> _EXERCISE_: The records below need to be restated word for word.

Start of DATA PROVIDED

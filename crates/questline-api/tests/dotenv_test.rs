//! Integration test for loading settings from a `.env` file.
//!
//! Lives in its own test binary because it changes the working directory
//! and the process environment.

use std::time::Duration;

use questline_api::config::{self, AppConfig};

#[test]
fn test_dotenv_file_supplies_server_settings() {
    // Arrange
    let dir = std::env::temp_dir().join(format!("questline-dotenv-{}", std::process::id()));
    std::fs::create_dir_all(&dir).unwrap();
    std::fs::write(
        dir.join(".env"),
        "AZURE_OPENAI_ENDPOINT=https://dotenv.openai.azure.com\n\
         AZURE_OPENAI_API_KEY=from-file\n\
         AZURE_OPENAI_DEPLOYMENT_NAME=file-model\n\
         QUESTLINE_TURN_BUDGET=120\n\
         QUESTLINE_SWEEP_INTERVAL_SECS=45\n",
    )
    .unwrap();
    std::env::set_current_dir(&dir).unwrap();

    // Act
    let loaded = config::load_dotenv().unwrap();
    let config = AppConfig::from_env().unwrap();

    // Assert
    assert_eq!(loaded.unwrap().file_name().unwrap(), ".env");
    assert_eq!(config.engine.turn_budget(), 120);
    assert_eq!(config.engine.sweep_interval, Duration::from_secs(45));
    assert!(!config.openai.api_key.is_empty());

    std::fs::remove_dir_all(&dir).ok();
}
//! Per-session transition locks.
//!
//! A session is advanced by at most one transition at a time. Different
//! sessions never contend: the registry mutex is only held long enough to
//! look up or insert a session's own lock.

use std::collections::HashMap;
use std::sync::{Arc, Mutex, PoisonError};

use tokio::sync::{Mutex as AsyncMutex, OwnedMutexGuard};
use uuid::Uuid;

/// Guard proving the holder is the only transition running on a session.
pub type SessionGuard = OwnedMutexGuard<()>;

/// Registry of one async mutex per session id.
#[derive(Debug, Default)]
pub struct SessionLocks {
    inner: Mutex<HashMap<Uuid, Arc<AsyncMutex<()>>>>,
}

impl SessionLocks {
    fn lock_for(&self, session_id: Uuid) -> Arc<AsyncMutex<()>> {
        let mut locks = self.inner.lock().unwrap_or_else(PoisonError::into_inner);
        Arc::clone(locks.entry(session_id).or_default())
    }

    /// Waits until no other transition holds `session_id`.
    pub async fn acquire(&self, session_id: Uuid) -> SessionGuard {
        self.lock_for(session_id).lock_owned().await
    }

    /// Takes the session's lock only if it is free right now.
    #[must_use]
    pub fn try_acquire(&self, session_id: Uuid) -> Option<SessionGuard> {
        self.lock_for(session_id).try_lock_owned().ok()
    }

    /// Drops the registry entry for a session that no longer exists.
    pub fn forget(&self, session_id: Uuid) {
        self.inner
            .lock()
            .unwrap_or_else(PoisonError::into_inner)
            .remove(&session_id);
    }

    /// Number of sessions with a registered lock.
    #[must_use]
    pub fn len(&self) -> usize {
        self.inner
            .lock()
            .unwrap_or_else(PoisonError::into_inner)
            .len()
    }

    /// Returns `true` when no locks are registered.
    #[must_use]
    pub fn is_empty(&self) -> bool {
        self.len() == 0
    }
}

#[cfg(test)]
mod tests {
    use super::*;

    #[tokio::test]
    async fn test_try_acquire_fails_while_held() {
        let locks = SessionLocks::default();
        let id = Uuid::new_v4();

        let guard = locks.acquire(id).await;
        assert!(locks.try_acquire(id).is_none());

        drop(guard);
        assert!(locks.try_acquire(id).is_some());
    }

    #[tokio::test]
    async fn test_distinct_sessions_do_not_contend() {
        let locks = SessionLocks::default();

        let _a = locks.acquire(Uuid::new_v4()).await;
        let b = locks.try_acquire(Uuid::new_v4());

        assert!(b.is_some());
        assert_eq!(locks.len(), 2);
    }

    #[test]
    fn test_forget_removes_entry() {
        let locks = SessionLocks::default();
        let id = Uuid::new_v4();
        let _guard = locks.try_acquire(id);

        locks.forget(id);

        assert!(locks.is_empty());
    }
}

End of DATA PROVIDED

> _SOLUTION TO THIS EXERCISE_:
filename crates/questline-api/tests/dotenv_test.rs
//! Integration test for loading settings from a `.env` file.
//!
//! Lives in its own test binary because it changes the working directory
//! and the process environment.

use std::time::Duration;

use questline_api::config::{self, AppConfig};

#[test]
fn test_dotenv_file_supplies_server_settings() {
    // Arrange
    let dir = std::env::temp_dir().join(format!("questline-dotenv-{}", std::process::id()));
    std::fs::create_dir_all(&dir).unwrap();
    std::fs::write(
        dir.join(".env"),
        "AZURE_OPENAI_ENDPOINT=https://dotenv.openai.azure.com\n\
         AZURE_OPENAI_API_KEY=from-file\n\
         AZURE_OPENAI_DEPLOYMENT_NAME=file-model\n\
         QUESTLINE_TURN_BUDGET=120\n\
         QUESTLINE_SWEEP_INTERVAL_SECS=45\n",
    )
    .unwrap();
    std::env::set_current_dir(&dir).unwrap();

    // Act
    let loaded = config::load_dotenv().unwrap();
    let config = AppConfig::from_env().unwrap();

    // Assert
    assert_eq!(loaded.unwrap().file_name().unwrap(), ".env");
    assert_eq!(config.engine.turn_budget(), 120);
    assert_eq!(config.engine.sweep_interval, Duration::from_secs(45));
    assert!(!config.openai.api_key.is_empty());

    std::fs::remove_dir_all(&dir).ok();
}
//! Per-session transition locks.
//!
//! A session is advanced by at most one transition at a time. Different
//! sessions never contend: the registry mutex is only held long enough to
//! look up or insert a session's own lock.

use std::collections::HashMap;
use std::sync::{Arc, Mutex, PoisonError};

use tokio::sync::{Mutex as AsyncMutex, OwnedMutexGuard};
use uuid::Uuid;

/// Guard proving the holder is the only transition running on a session.
pub type SessionGuard = OwnedMutexGuard<()>;

/// Registry of one async mutex per session id.
#[derive(Debug, Default)]
pub struct SessionLocks {
    inner: Mutex<HashMap<Uuid, Arc<AsyncMutex<()>>>>,
}

impl SessionLocks {
    fn lock_for(&self, session_id: Uuid) -> Arc<AsyncMutex<()>> {
        let mut locks = self.inner.lock().unwrap_or_else(PoisonError::into_inner);
        Arc::clone(locks.entry(session_id).or_default())
    }

    /// Waits until no other transition holds `session_id`.
    pub async fn acquire(&self, session_id: Uuid) -> SessionGuard {
        self.lock_for(session_id).lock_owned().await
    }

    /// Takes the session's lock only if it is free right now.
    #[must_use]
    pub fn try_acquire(&self, session_id: Uuid) -> Option<SessionGuard> {
        self.lock_for(session_id).try_lock_owned().ok()
    }

    /// Drops the registry entry for a session that no longer exists.
    pub fn forget(&self, session_id: Uuid) {
        self.inner
            .lock()
            .unwrap_or_else(PoisonError::into_inner)
            .remove(&session_id);
    }

    /// Number of sessions with a registered lock.
    #[must_use]
    pub fn len(&self) -> usize {
        self.inner
            .lock()
            .unwrap_or_else(PoisonError::into_inner)
            .len()
    }

    /// Returns `true` when no locks are registered.
    #[must_use]
    pub fn is_empty(&self) -> bool {
        self.len() == 0
    }
}

#[cfg(test)]
mod tests {
    use super::*;

    #[tokio::test]
    async fn test_try_acquire_fails_while_held() {
        let locks = SessionLocks::default();
        let id = Uuid::new_v4();

        let guard = locks.acquire(id).await;
        assert!(locks.try_acquire(id).is_none());

        drop(guard);
        assert!(locks.try_acquire(id).is_some());
    }

    #[tokio::test]
    async fn test_distinct_sessions_do_not_contend() {
        let locks = SessionLocks::default();

        let _a = locks.acquire(Uuid::new_v4()).await;
        let b = locks.try_acquire(Uuid::new_v4());

        assert!(b.is_some());
        assert_eq!(locks.len(), 2);
    }

    #[test]
    fn test_forget_removes_entry() {
        let locks = SessionLocks::default();
        let id = Uuid::new_v4();
        let _guard = locks.try_acquire(id);

        locks.forget(id);

        assert!(locks.is_empty());
    }
}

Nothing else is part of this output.